Rather than facilitate extinction , another approach to the treatment of anxiety disorders is to interfere with reconsolidation (see above). Similar to anisomycin in rodents, the noradrenergic receptor antagonist propranolol can interrupt reconsolidation in humans. Subjects who underwent propranolol-induced reconsolidation blockade lost their conditioned fear but not their declarative memory of the CS-US association. This suggests that future treatments aimed at reducing traumatic memories might leave autobiographical and event-related memories intact – a desirable outcome. Another emerging approach combines reconsolidation with extinction, by administering extinction training shortly after memory reactivation (when the memory is labile). The intention is to update the fear memory as safe. While this method is effective for erasing fear in animals and humans with experimental fear conditioning, it remains to be tested on people with anxiety disorders.

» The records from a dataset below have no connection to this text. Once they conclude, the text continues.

//! Machine snapshot read by the status report generator.
//!
//! The motion subsystem captures one [`MachineSnapshot`] per report request.
//! Positions are already converted to real-world millimeters; the reporting
//! layer never sees step counts.

use serde::{Deserialize, Serialize};

use crate::consts::MAX_AXES;
use crate::state::{
    AxesSignals, ControlSignals, CoolantState, CoordSystemId, MachineState, ProbeState,
    ProbingState, SpindleState,
};

// ─── Parser (Modal) State ───────────────────────────────────────────

/// Active motion mode (G0/G1/G2/G3/G5/G33/G38.x/G73..G89/G80).
#[derive(Debug, Clone, Copy, PartialEq, Eq, Hash, Serialize, Deserialize, Default)]
#[repr(u8)]
pub enum MotionMode {
    #[default]
    Seek = 0,
    Linear = 1,
    CwArc = 2,
    CcwArc = 3,
    CubicSpline = 5,
    SpindleSynchronized = 33,
    DrillChipBreak = 73,
    Threading = 76,
    None = 80,
    CannedCycle81 = 81,
    CannedCycle82 = 82,
    CannedCycle83 = 83,
    CannedCycle85 = 85,
    CannedCycle86 = 86,
    CannedCycle89 = 89,
    ProbeToward = 140,
    ProbeTowardNoError = 141,
    ProbeAway = 142,
    ProbeAwayNoError = 143,
}

impl MotionMode {
    /// Returns the G38.x sub-number for probing modes.
    #[inline]
    pub const fn probe_subcode(self) -> Option<u8> {
        let v = self as u8;
        if v >= Self::ProbeToward as u8 {
            Some(v - (Self::ProbeToward as u8 - 2))
        } else {
            None
        }
    }
}

/// Active plane (G17/G18/G19).
#[derive(Debug, Clone, Copy, PartialEq, Eq, Hash, Serialize, Deserialize, Default)]
#[repr(u8)]
pub enum PlaneSelect {
    #[default]
    XY = 0,
    ZX = 1,
    YZ = 2,
}

impl PlaneSelect {
    /// Axis index perpendicular to the plane (tool length axis).
    pub const fn linear_axis(self) -> usize {
        match self {
            Self::XY => 2,
            Self::ZX => 1,
            Self::YZ => 0,
        }
    }
}

/// Feed rate mode (G93/G94/G95), stored as `94 - gcode`.
#[derive(Debug, Clone, Copy, PartialEq, Eq, Hash, Serialize, Deserialize, Default)]
#[repr(u8)]
pub enum FeedMode {
    #[default]
    UnitsPerMin = 0,
    InverseTime = 1,
    UnitsPerRev = 2,
}

impl FeedMode {
    /// G-code number for this mode.
    pub const fn gcode(self) -> u8 {
        match self {
            Self::UnitsPerMin => 94,
            Self::InverseTime => 93,
            Self::UnitsPerRev => 95,
        }
    }
}

/// Spindle speed mode (G96/G97).
#[derive(Debug, Clone, Copy, PartialEq, Eq, Hash, Serialize, Deserialize, Default)]
#[repr(u8)]
pub enum SpindleSpeedMode {
    #[default]
    Rpm = 0,
    Css = 1,
}

/// Tool length offset mode (G43/G43.1/G43.2/G49).
#[derive(Debug, Clone, Copy, PartialEq, Eq, Hash, Serialize, Deserialize, Default)]
#[repr(u8)]
pub enum ToolLengthOffsetMode {
    #[default]
    Cancel = 0,
    Enable = 1,
    EnableDynamic = 2,
    ApplyAdditional = 3,
}

/// Canned cycle retract mode (G98/G99).
#[derive(Debug, Clone, Copy, PartialEq, Eq, Hash, Serialize, Deserialize, Default)]
#[repr(u8)]
pub enum RetractMode {
    #[default]
    Previous = 0,
    RPos = 1,
}

/// Program flow state (M0/M1/M2/M30/M60).
#[derive(Debug, Clone, Copy, PartialEq, Eq, Hash, Serialize, Deserialize, Default)]
#[repr(u8)]
pub enum ProgramFlow {
    #[default]
    Running = 0,
    Paused = 3,
    OptionalStop = 1,
    CompletedM2 = 2,
    CompletedM30 = 30,
    CompletedM60 = 60,
}

/// M50..M56 override control switches.
#[derive(Debug, Clone, Copy, PartialEq, Eq, Hash, Serialize, Deserialize, Default)]
pub struct OverrideControl {
    pub feed_rate_disable: bool,
    pub spindle_rpm_disable: bool,
    pub feed_hold_disable: bool,
    pub parking_disable: bool,
}

/// Modal state of the G-code interpreter, compared as a whole to detect
/// parser state changes.
#[derive(Debug, Clone, Copy, PartialEq, Default)]
pub struct GcModal {
    pub motion: MotionMode,
    pub coord_system: CoordSystemId,
    pub plane_select: PlaneSelect,
    pub units_imperial: bool,
    pub distance_incremental: bool,
    pub feed_mode: FeedMode,
    pub spindle_rpm_mode: SpindleSpeedMode,
    pub tool_offset_mode: ToolLengthOffsetMode,
    pub scaling_active: bool,
    pub diameter_mode: bool,
    pub program_flow: ProgramFlow,
    pub spindle: SpindleState,
    pub coolant: CoolantState,
    pub override_control: OverrideControl,
}

/// Interpreter values the reporting layer reads.
#[derive(Debug, Clone, Copy, PartialEq, Default)]
pub struct ParserSnapshot {
    pub modal: GcModal,
    /// Programmed feed rate [mm/min].
    pub feed_rate: f32,
    /// Programmed spindle speed [RPM].
    pub spindle_rpm: f32,
    /// Active tool number.
    pub tool: u32,
    /// G92 coordinate offset [mm].
    pub g92_offset: [f32; MAX_AXES],
    /// Canned cycle retract mode.
    pub retract_mode: RetractMode,
    /// Axes with scaling applied (G51).
    pub scaled_axes: AxesSignals,
    /// Per-axis scale factors (G51).
    pub scale_factors: [f32; MAX_AXES],
    /// Tool length offset [mm].
    pub tool_length_offset: [f32; MAX_AXES],
}

impl ParserSnapshot {
    /// Returns true if any G92 offset component is non-zero.
    pub fn g92_active(&self) -> bool {
        self.g92_offset.iter().any(|v| *v != 0.0)
    }
}

// ─── Machine Snapshot ───────────────────────────────────────────────

/// Override percentages.
#[derive(Debug, Clone, Copy, PartialEq, Eq, Hash)]
pub struct Overrides {
    pub feed: u16,
    pub rapid: u16,
    pub spindle: u16,
}

impl Default for Overrides {
    fn default() -> Self {
        Self {
            feed: 100,
            rapid: 100,
            spindle: 100,
        }
    }
}

/// Per-report view of the machine, captured by the motion subsystem.
#[derive(Debug, Clone, Copy, PartialEq)]
pub struct MachineSnapshot {
    /// Raw machine state (never `ToolChange`).
    pub state: MachineState,
    /// Active alarm code (0 = none).
    pub alarm: u8,
    /// Feed hold stage (1-based).
    pub holding_state: u8,
    /// Safety door parking stage.
    pub parking_state: u8,
    /// Feed hold requested but not yet executed.
    pub feed_hold_pending: bool,
    /// Probing cycle progress.
    pub probing: ProbingState,
    /// Probe input, `None` when no probe is fitted.
    pub probe: Option<ProbeState>,

    /// Machine position [mm].
    pub machine_position: [f32; MAX_AXES],
    /// Total work offset (WCS + G92 + TLO) per axis [mm].
    pub work_offset: [f32; MAX_AXES],

    /// Free planner blocks, `None` when no planner is attached.
    pub planner_blocks_available: Option<u16>,
    /// Free input stream buffer bytes.
    pub rx_buffer_available: Option<u16>,
    /// Line number of the executing block.
    pub line_number: Option<i32>,

    /// Realtime feed rate [mm/min].
    pub realtime_rate: f32,
    /// Spindle output state.
    pub spindle: SpindleState,
    /// Commanded spindle speed including override [RPM].
    pub spindle_rpm: f32,
    /// Spindle encoder speed, `None` without a speed sensor.
    pub measured_rpm: Option<f32>,
    /// Coolant output state.
    pub coolant: CoolantState,

    /// Limit inputs.
    pub limits: AxesSignals,
    /// Control inputs.
    pub control: ControlSignals,
    /// Block delete switch enabled.
    pub block_delete_enabled: bool,
    /// Optional stop (M1) disabled by software.
    pub optional_stop_disable: bool,

    /// Override percentages.
    pub overrides: Overrides,
    /// MPG mode active.
    pub mpg_mode: bool,
    /// Axes participating in the homing cycle (empty = all).
    pub homing_mask: AxesSignals,
    /// Homed axes.
    pub homed: AxesSignals,
    /// M6 issued and not yet acknowledged.
    pub tool_change_pending: bool,
    /// Tool length offset reference established.
    pub tlo_reference_set: bool,

    /// Interpreter state.
    pub parser: ParserSnapshot,
}

impl Default for MachineSnapshot {
    fn default() -> Self {
        Self {
            state: MachineState::Idle,
            alarm: 0,
            holding_state: 0,
            parking_state: 0,
            feed_hold_pending: false,
            probing: ProbingState::Off,
            probe: None,
            machine_position: [0.0; MAX_AXES],
            work_offset: [0.0; MAX_AXES],
            planner_blocks_available: None,
            rx_buffer_available: None,
            line_number: None,
            realtime_rate: 0.0,
            spindle: SpindleState::empty(),
            spindle_rpm: 0.0,
            measured_rpm: None,
            coolant: CoolantState::empty(),
            limits: AxesSignals::empty(),
            control: ControlSignals::empty(),
            block_delete_enabled: false,
            optional_stop_disable: false,
            overrides: Overrides::default(),
            mpg_mode: false,
            homing_mask: AxesSignals::empty(),
            homed: AxesSignals::empty(),
            tool_change_pending: false,
            tlo_reference_set: false,
            parser: ParserSnapshot::default(),
        }
    }
}

impl MachineSnapshot {
    /// Probe state as reported; absent probes read as connected and open.
    #[inline]
    pub fn probe_state(&self) -> ProbeState {
        self.probe.unwrap_or_default()
    }
}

Another emerging trend is to identify biomarkers that can predict a person’s susceptibility to develop an anxiety disorder. This is important given that only 15 % of trauma victims go on to develop PTSD . Examples of biomarkers related to anxiety disorders include detection of specific genes, behaviors (conditioned fear responses), bodily responses (salivary cortisol), and cerebral activity patterns (measured with fMRI or PET scans) that predict the development of such emotional disorders. Similarly, biomarkers might be able to predict the extent to which an individual will respond to a given pharmacological or cognitive therapy. For example, cognitive therapy for PTSD is less effective in individuals expressing the short allele of the serotonin transporter. The hope of biomarkers is that they will reduce the number of individuals who develop anxiety disorders and help to personalize therapy for those who do.

Outlook

Our understanding of fear has advanced rapidly in the past 20 years with a focus on the amygdala and related structures in fear conditioning. The next phase of research will dissect the amygdala circuits further using tools such as optogenetics (using light to activate specific subpopulations of neurons), combined with transgenic manipulations. Increased attention will be given to inhibitory circuits within the central nucleus as a gate for expression-fear conditioning. The interaction of the amygdala with related structures in the prefrontal cortex, hippocampus, and midbrain will be further explored. Behavioral paradigms will move from Pavlovian fear conditioning to include avoidance paradigms, in which the animals must make decisions to avoid danger. Emerging areas include changes in fear conditioning and extinction across the life span and how fear information is socially transmitted between animals. The translation of rodent findings in fear to humans will accelerate. New biomarkers will be found that are capable of identifying people at high risk for anxiety disorders, so they can receive prophylactic treatments. Therapeutic approaches with reconsolidation and extinction will be combined with functional brain imaging to suggest new ways to “edit” fear memories.